=== Task to carry out ===
Return all lines in the material below that contain "display".

##############################

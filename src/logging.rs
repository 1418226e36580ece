// Logging setup
//
// The TUI owns the terminal, so in UI mode everything goes to a log file.
// One-shot commands log to stderr.

use anyhow::{Context, Result};
use std::fs::OpenOptions;
use std::path::PathBuf;
use std::sync::Arc;
use tracing_subscriber::{layer::SubscriberExt, util::SubscriberInitExt, EnvFilter};

const DEFAULT_FILTER: &str = "info";

#[derive(Debug, Clone, PartialEq, Eq)]
pub enum LogTarget {
    Stderr,
    File(PathBuf),
}

pub fn init_logging(target: &LogTarget) -> Result<()> {
    let filter = EnvFilter::try_from_default_env().unwrap_or_else(|_| EnvFilter::new(DEFAULT_FILTER));
    let registry = tracing_subscriber::registry().with(filter);

    match target {
        LogTarget::Stderr => registry
            .with(tracing_subscriber::fmt::layer().with_writer(std::io::stderr))
            .try_init()
            .context("Failed to initialize logging")?,
        LogTarget::File(path) => {
            if let Some(parent) = path.parent() {
                std::fs::create_dir_all(parent).with_context(|| {
                    format!("Failed to create log directory {}", parent.display())
                })?;
            }
            let log_file = OpenOptions::new()
                .create(true)
                .append(true)
                .open(path)
                .with_context(|| format!("Failed to open log file {}", path.display()))?;

            registry
                .with(
                    tracing_subscriber::fmt::layer()
                        .with_writer(Arc::new(log_file))
                        .with_ansi(false),
                )
                .try_init()
                .context("Failed to initialize logging")?;
        }
    }

    Ok(())
}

##############################

=== Response area ===
                    format!("Failed to create log directory {}", parent.display())
                .with_context(|| format!("Failed to open log file {}", path.display()))?;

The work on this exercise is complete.